## PROBLEM STATEMENT
Starting at the line that contains "use super::*;", repeat each line exactly until the records end, keeping both the first and the last.

==== MATERIALS PROVIDED ====

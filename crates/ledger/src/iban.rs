//! IBAN value object and generators.
//!
//! Generated IBANs have the shape `CC kk BBBB NNNNNNNNNNNNNNNN`: country code,
//! ISO 13616 check digits, a four character bank code and a sixteen digit
//! account number.

use std::sync::atomic::{AtomicU64, Ordering};

use rand::Rng;
use serde::{Deserialize, Serialize};

use tally_core::{DomainError, DomainResult, ValueObject};

const ACCOUNT_NUMBER_LEN: usize = 16;

#[derive(Debug, Clone, PartialEq, Eq, Hash, Serialize, Deserialize)]
#[serde(transparent)]
pub struct Iban(String);

impl ValueObject for Iban {}

impl Iban {
    pub fn new(value: impl Into<String>) -> Self {
        Self(value.into())
    }

    /// Assemble an IBAN, computing its check digits.
    pub fn compose(country: &str, bban: &str) -> Self {
        let check = 98 - mod97(&format!("{bban}{country}00"));
        Self(format!("{country}{check:02}{bban}"))
    }

    pub fn as_str(&self) -> &str {
        &self.0
    }

    /// ISO 13616 mod-97 check.
    pub fn is_valid_checksum(&self) -> bool {
        let s = &self.0;
        if s.len() < 5 || !s.is_ascii() || !s.chars().all(|c| c.is_ascii_alphanumeric()) {
            return false;
        }
        let (head, tail) = s.split_at(4);
        mod97(&format!("{tail}{head}")) == 1
    }
}

impl core::fmt::Display for Iban {
    fn fmt(&self, f: &mut core::fmt::Formatter<'_>) -> core::fmt::Result {
        f.write_str(&self.0)
    }
}

/// Remainder of the letter-expanded string modulo 97 (A=10 … Z=35).
fn mod97(s: &str) -> u32 {
    s.chars().fold(0u32, |acc, c| match c.to_digit(36) {
        Some(d) if d >= 10 => (acc * 100 + d) % 97,
        Some(d) => (acc * 10 + d) % 97,
        None => acc,
    })
}

/// Source of fresh, globally unique IBANs for new accounts.
pub trait IbanGenerator: Send + Sync {
    fn generate(&self) -> Iban;
}

impl<G> IbanGenerator for std::sync::Arc<G>
where
    G: IbanGenerator + ?Sized,
{
    fn generate(&self) -> Iban {
        (**self).generate()
    }
}

/// Country + bank code prefix shared by the generators.
#[derive(Debug, Clone, PartialEq, Eq)]
pub struct IbanPrefix {
    country: String,
    bank_code: String,
}

impl IbanPrefix {
    pub fn new(country: &str, bank_code: &str) -> DomainResult<Self> {
        if country.len() != 2 || !country.chars().all(|c| c.is_ascii_uppercase()) {
            return Err(DomainError::invalid_field(
                "country",
                "IBAN country must be two uppercase letters",
            ));
        }
        if bank_code.len() != 4 || !bank_code.chars().all(|c| c.is_ascii_uppercase() || c.is_ascii_digit()) {
            return Err(DomainError::invalid_field(
                "bankCode",
                "IBAN bank code must be four uppercase letters or digits",
            ));
        }
        Ok(Self {
            country: country.to_string(),
            bank_code: bank_code.to_string(),
        })
    }

    fn iban(&self, account_number: &str) -> Iban {
        Iban::compose(&self.country, &format!("{}{account_number}", self.bank_code))
    }
}

/// Random account numbers from the thread-local RNG.
#[derive(Debug, Clone)]
pub struct RandomIbanGenerator {
    prefix: IbanPrefix,
}

impl RandomIbanGenerator {
    pub fn new(prefix: IbanPrefix) -> Self {
        Self { prefix }
    }
}

impl IbanGenerator for RandomIbanGenerator {
    fn generate(&self) -> Iban {
        let mut rng = rand::thread_rng();
        let number: String = (0..ACCOUNT_NUMBER_LEN)
            .map(|_| char::from(b'0' + rng.gen_range(0..10u8)))
            .collect();
        self.prefix.iban(&number)
    }
}

/// Deterministic generator: account numbers 1, 2, 3, …
#[derive(Debug)]
pub struct SequentialIbanGenerator {
    prefix: IbanPrefix,
    next: AtomicU64,
}

impl SequentialIbanGenerator {
    pub fn new(prefix: IbanPrefix) -> Self {
        Self {
            prefix,
            next: AtomicU64::new(1),
        }
    }
}

impl IbanGenerator for SequentialIbanGenerator {
    fn generate(&self) -> Iban {
        let n = self.next.fetch_add(1, Ordering::Relaxed);
        self.prefix.iban(&format!("{n:0width$}", width = ACCOUNT_NUMBER_LEN))
    }
}

#[cfg(test)]
mod tests {
    use super::*;

    fn prefix() -> IbanPrefix {
        IbanPrefix::new("RO", "TALY").unwrap()
    }

    #[test]
    fn known_iban_passes_checksum() {
        assert!(Iban::new("GB82WEST12345698765432").is_valid_checksum());
        assert!(!Iban::new("GB83WEST12345698765432").is_valid_checksum());
    }

    #[test]
    fn compose_produces_valid_check_digits() {
        let iban = Iban::compose("GB", "WEST12345698765432");
        assert_eq!(iban.as_str(), "GB82WEST12345698765432");
    }

    #[test]
    fn sequential_generator_is_deterministic_and_valid() {
        let g = SequentialIbanGenerator::new(prefix());
        let a = g.generate();
        let b = g.generate();

        assert!(a.as_str().starts_with("RO"));
        assert!(a.as_str().ends_with("TALY0000000000000001"));
        assert_ne!(a, b);
        assert!(a.is_valid_checksum() && b.is_valid_checksum());
    }

    #[test]
    fn random_generator_yields_valid_ibans() {
        let g = RandomIbanGenerator::new(prefix());
        for _ in 0..50 {
            let iban = g.generate();
            assert_eq!(iban.as_str().len(), 24);
            assert!(iban.is_valid_checksum(), "{iban}");
        }
    }

    #[test]
    fn rejects_malformed_prefix() {
        assert!(IbanPrefix::new("ro", "TALY").is_err());
        assert!(IbanPrefix::new("RO", "TAL").is_err());
    }
}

====

## RESPONSE TO THE EXERCISE
    use super::*;

    fn prefix() -> IbanPrefix {
        IbanPrefix::new("RO", "TALY").unwrap()
    }

    #[test]
    fn known_iban_passes_checksum() {
        assert!(Iban::new("GB82WEST12345698765432").is_valid_checksum());
        assert!(!Iban::new("GB83WEST12345698765432").is_valid_checksum());
    }

    #[test]
    fn compose_produces_valid_check_digits() {
        let iban = Iban::compose("GB", "WEST12345698765432");
        assert_eq!(iban.as_str(), "GB82WEST12345698765432");
    }

    #[test]
    fn sequential_generator_is_deterministic_and_valid() {
        let g = SequentialIbanGenerator::new(prefix());
        let a = g.generate();
        let b = g.generate();

        assert!(a.as_str().starts_with("RO"));
        assert!(a.as_str().ends_with("TALY0000000000000001"));
        assert_ne!(a, b);
        assert!(a.is_valid_checksum() && b.is_valid_checksum());
    }

    #[test]
    fn random_generator_yields_valid_ibans() {
        let g = RandomIbanGenerator::new(prefix());
        for _ in 0..50 {
            let iban = g.generate();
            assert_eq!(iban.as_str().len(), 24);
            assert!(iban.is_valid_checksum(), "{iban}");
        }
    }

    #[test]
    fn rejects_malformed_prefix() {
        assert!(IbanPrefix::new("ro", "TALY").is_err());
        assert!(IbanPrefix::new("RO", "TAL").is_err());
    }
}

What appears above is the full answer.